Farm Street Church (Church of the Immaculate Conception)

In 1996 the roundels between the arches of the nave were decorated for the first time: the central panels make up the text of the Ave Maria.

Farm Street Church (Church of the Immaculate Conception)

The rose window at the west end is filled with stained glass of the Passion, by Evie Hone, 1953.

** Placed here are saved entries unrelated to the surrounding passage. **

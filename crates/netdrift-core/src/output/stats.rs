//! Statistics Output
//!
//! Fixation measures over the alive population and the run summary the
//! binary writes at the end of a run.

use serde::Serialize;
use std::collections::BTreeMap;
use std::fs;
use std::path::Path;

use crate::components::NodeId;
use crate::network::Network;
use crate::processes::ProcessKind;

/// Contents held by alive agents, in agent insertion order. Agents that have
/// not received anything yet are skipped.
pub fn alive_contents(network: &Network) -> Vec<String> {
    network
        .agents()
        .into_iter()
        .filter_map(|agent| network.contents_of(agent).map(str::to_string))
        .collect()
}

/// How many alive agents hold each content.
pub fn content_frequencies(network: &Network) -> BTreeMap<String, usize> {
    let mut counts = BTreeMap::new();
    for contents in alive_contents(network) {
        *counts.entry(contents).or_insert(0) += 1;
    }
    counts
}

/// The content every alive agent holds, if they all hold the same one.
pub fn fixed_content(network: &Network) -> Option<String> {
    let agents = network.agents();
    let first = agents.first().and_then(|a| network.contents_of(*a))?;
    agents
        .iter()
        .all(|a| network.contents_of(*a) == Some(first))
        .then(|| first.to_string())
}

/// True once every alive agent holds content-equal info.
pub fn has_content_fixation(network: &Network) -> bool {
    fixed_content(network).is_some()
}

/// True when none of `nodes` is still alive.
pub fn all_dead(network: &Network, nodes: &[NodeId]) -> bool {
    nodes
        .iter()
        .all(|n| network.node(*n).map_or(true, |node| !node.is_alive()))
}

/// End-of-run summary
#[derive(Debug, Clone, Serialize)]
pub struct RunSummary {
    pub process: ProcessKind,
    pub seed: u64,
    pub steps_run: u64,
    pub generation: u64,
    pub alive_agents: usize,
    pub dead_agents: usize,
    pub infos: usize,
    pub transmissions: usize,
    pub content_frequencies: BTreeMap<String, usize>,
    pub fixed_content: Option<String>,
}

impl RunSummary {
    pub fn collect(network: &Network, process: ProcessKind, seed: u64, steps_run: u64) -> Self {
        let dead_agents = network
            .nodes()
            .filter(|n| n.is_agent() && !n.is_alive())
            .count();
        Self {
            process,
            seed,
            steps_run,
            generation: network.generation(),
            alive_agents: network.agents().len(),
            dead_agents,
            infos: network.infos().count(),
            transmissions: network.transmissions().count(),
            content_frequencies: content_frequencies(network),
            fixed_content: fixed_content(network),
        }
    }

    /// Print summary to stdout
    pub fn print_summary(&self) {
        println!("\n=== Run Summary ===");
        println!("Process: {}", self.process);
        println!("Seed: {}", self.seed);
        println!("Steps run: {}", self.steps_run);
        println!("Alive agents: {}", self.alive_agents);
        println!("Dead agents: {}", self.dead_agents);
        println!("Infos created: {}", self.infos);
        println!("Transmissions: {}", self.transmissions);

        println!("\nContent frequencies:");
        let mut sorted: Vec<_> = self.content_frequencies.iter().collect();
        sorted.sort_by(|a, b| b.1.cmp(a.1));
        for (contents, count) in sorted {
            println!("  {}: {}", contents, count);
        }

        match &self.fixed_content {
            Some(contents) => println!("\nFixated on {}", contents),
            None => println!("\nNo fixation"),
        }
    }

    pub fn write_json(&self, path: impl AsRef<Path>) -> std::io::Result<()> {
        let json = serde_json::to_string_pretty(self)?;
        fs::write(path, json)
    }
}

#[cfg(test)]
mod tests {
    use super::*;
    use crate::components::{Agent, ContentSequence, Emission, Source};

    fn seeded(contents: &[&str]) -> (Network, Vec<NodeId>) {
        let mut net = Network::new();
        let ids: Vec<NodeId> = contents
            .iter()
            .map(|_| net.add_agent(Agent::new()).unwrap())
            .collect();
        let source = net
            .add_source_global(
                Source::new(ContentSequence::new(contents.iter().copied()))
                    .with_emission(Emission::PerTarget),
            )
            .unwrap();
        net.broadcast(source).unwrap();
        net.receive_all_agents().unwrap();
        (net, ids)
    }

    #[test]
    fn test_frequencies_and_fixation() {
        let (net, _) = seeded(&["01", "01", "10"]);
        let freq = content_frequencies(&net);
        assert_eq!(freq.get("01"), Some(&2));
        assert_eq!(freq.get("10"), Some(&1));
        assert!(!has_content_fixation(&net));

        let (net, _) = seeded(&["11", "11"]);
        assert_eq!(fixed_content(&net), Some("11".to_string()));
    }

    #[test]
    fn test_unseeded_population_is_not_fixated() {
        let mut net = Network::new();
        net.add_agent(Agent::new()).unwrap();
        assert!(!has_content_fixation(&net));
        assert!(alive_contents(&net).is_empty());
    }

    #[test]
    fn test_all_dead() {
        let (mut net, ids) = seeded(&["01", "10"]);
        assert!(!all_dead(&net, &ids));
        net.retire_agent(ids[0]).unwrap();
        assert!(!all_dead(&net, &ids));
        net.retire_agent(ids[1]).unwrap();
        assert!(all_dead(&net, &ids));
    }

    #[test]
    fn test_summary_serializes() {
        let (net, _) = seeded(&["01", "10"]);
        let summary = RunSummary::collect(&net, ProcessKind::MoranCultural, 42, 0);
        assert_eq!(summary.alive_agents, 2);
        assert_eq!(summary.infos, 2);

        let dir = tempfile::tempdir().unwrap();
        let path = dir.path().join("summary.json");
        summary.write_json(&path).unwrap();
        let json = std::fs::read_to_string(&path).unwrap();
        assert!(json.contains("\"moran_cultural\""));
    }
}
//! Network Setup
//!
//! Populating a network with agents and wiring the common topologies.

use serde::{Deserialize, Serialize};

use crate::components::{Agent, NodeId};
use crate::error::Result;
use crate::network::Network;

/// Agent-to-agent wiring.
#[derive(
    Debug, Clone, Copy, PartialEq, Eq, Hash, Serialize, Deserialize, Default, clap::ValueEnum,
)]
#[serde(rename_all = "snake_case")]
pub enum Topology {
    /// No agent-to-agent vectors
    Isolated,
    /// a1 -> a2 -> ... -> an
    Chain,
    /// A chain closed back onto its first agent
    Ring,
    /// Every ordered pair of distinct agents
    #[default]
    FullyConnected,
}

/// Adds `count` fresh agents, returned in insertion order.
pub fn populate(network: &mut Network, count: usize) -> Result<Vec<NodeId>> {
    (0..count).map(|_| network.add_agent(Agent::new())).collect()
}

pub fn chain(network: &mut Network, agents: &[NodeId]) -> Result<()> {
    for pair in agents.windows(2) {
        network.connect(pair[0], pair[1])?;
    }
    Ok(())
}

/// Needs at least three agents to close the loop; smaller groups are
/// wired as a chain.
pub fn ring(network: &mut Network, agents: &[NodeId]) -> Result<()> {
    chain(network, agents)?;
    if let (true, Some(&first), Some(&last)) = (agents.len() > 2, agents.first(), agents.last()) {
        network.connect(last, first)?;
    }
    Ok(())
}

pub fn fully_connect(network: &mut Network, agents: &[NodeId]) -> Result<()> {
    for &origin in agents {
        for &destination in agents {
            if origin != destination {
                network.connect(origin, destination)?;
            }
        }
    }
    Ok(())
}

/// Adds `count` agents wired with `topology`.
pub fn build_topology(
    network: &mut Network,
    topology: Topology,
    count: usize,
) -> Result<Vec<NodeId>> {
    let agents = populate(network, count)?;
    match topology {
        Topology::Isolated => {}
        Topology::Chain => chain(network, &agents)?,
        Topology::Ring => ring(network, &agents)?,
        Topology::FullyConnected => fully_connect(network, &agents)?,
    }
    tracing::debug!(?topology, agents = count, "Topology built");
    Ok(agents)
}
//! Neutral cultural Moran process.
//!
//! Each step picks a focal agent and one of its in-neighbours, and the
//! neighbour copies its info to the focal agent. Nobody dies.

use rand::seq::SliceRandom;
use rand::Rng;

use super::{eligible_agents, ensure_attached, Process, ProcessKind, ProcessState, StepOutcome};
use crate::components::NetworkId;
use crate::error::{NetworkError, Result};
use crate::network::Network;

pub struct MoranProcessCultural<R> {
    network: NetworkId,
    state: ProcessState,
    rng: R,
}

impl<R: Rng> MoranProcessCultural<R> {
    pub fn new(network: &Network, rng: R) -> Self {
        Self {
            network: network.id(),
            state: ProcessState::Idle,
            rng,
        }
    }
}

impl<R: Rng + Send> Process for MoranProcessCultural<R> {
    /// The focal agent is drawn uniformly from alive agents that have at
    /// least one alive in-neighbour agent holding an info, which matches
    /// resampling any alive agent until one qualifies.
    fn step(&mut self, network: &mut Network) -> Result<StepOutcome> {
        ensure_attached(self.network, network)?;

        let population = network.agents().len();
        if population == 0 {
            return Err(NetworkError::EmptyPopulation);
        }

        let candidates = eligible_agents(network);
        let (focal, incoming) = candidates
            .choose(&mut self.rng)
            .ok_or(NetworkError::NoEligibleAgent { population })?;
        let &(vector, neighbor) = incoming
            .choose(&mut self.rng)
            .ok_or(NetworkError::NoEligibleAgent { population })?;

        let transmissions = network.transmit(neighbor, Some(vector))?;
        let generation = network.advance_generation(self.kind().name());
        tracing::debug!(generation, focal = %focal, %neighbor, "Moran copy");

        self.state = ProcessState::Running;
        Ok(StepOutcome::relay(generation, transmissions, *focal))
    }

    fn state(&self) -> ProcessState {
        self.state
    }

    fn kind(&self) -> ProcessKind {
        ProcessKind::MoranCultural
    }

    fn network(&self) -> NetworkId {
        self.network
    }
}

To the right of the high altar there is the Sacred Heart chapel, which Henry Clutton added in 1858-9. The front of the altar has a brass relief of St Joseph by Pfeiffer and above the altar there is a mural painting by Molitor. Notice the two angels that flank the tabernacle: they were the work of J. F. Bentley when he was a clerk in Clutton's office. He went on to design Westminster Cathedral. Clutton himself added the outer south aisle in 1878, consisting of three chapels, whose altars were designed by A. E. Purdie. More flamboyant is the outer north aisle, by W. H. Romaine Walker, 1898-1903. The chapels on that side are placed at right angles to the nave, except for the octagonal Calvary chapel at the west end and the chapel of St Ignatius at the east. The Calvary chapel became a baptistery in 1966, when the church became a parish church for the first time. St Ignatius Loyola was the founder of the Jesuits and has a larger chapel, outside which an impressive black-clad statue is placed: black because of the Jesuits' habit or dress, which is rendered here in Polyphant marble. At the west end of the church, St Anthony of Padua's statue is equally striking in white Carrara marble. The (internal) buttresses for the nave in this aisle skilfully shelter the confessionals. In early days, confession was offered in various languages, reflecting, as Henry James said of St Maria Maggiore in Rome, 'the polyglot sinfulness of the world'. Although the church is named after the Immaculate Conception, it is widely known as Farm Street Church. Its west facade on that street, modelled on Beauvais Cathedral, is the one part of the exterior that can be seen to good effect. A rose is placed above the main west window, which has stained glass of 1953 by Evie Hone, depicting the Passion.

Farm Street Church (Church of the Immaculate Conception)

The great proponent of the Victorian Gothic Revival, A. W. N. Pugin, designed this high altar. His mastery of Gothic detail surpassed that of his contemporaries.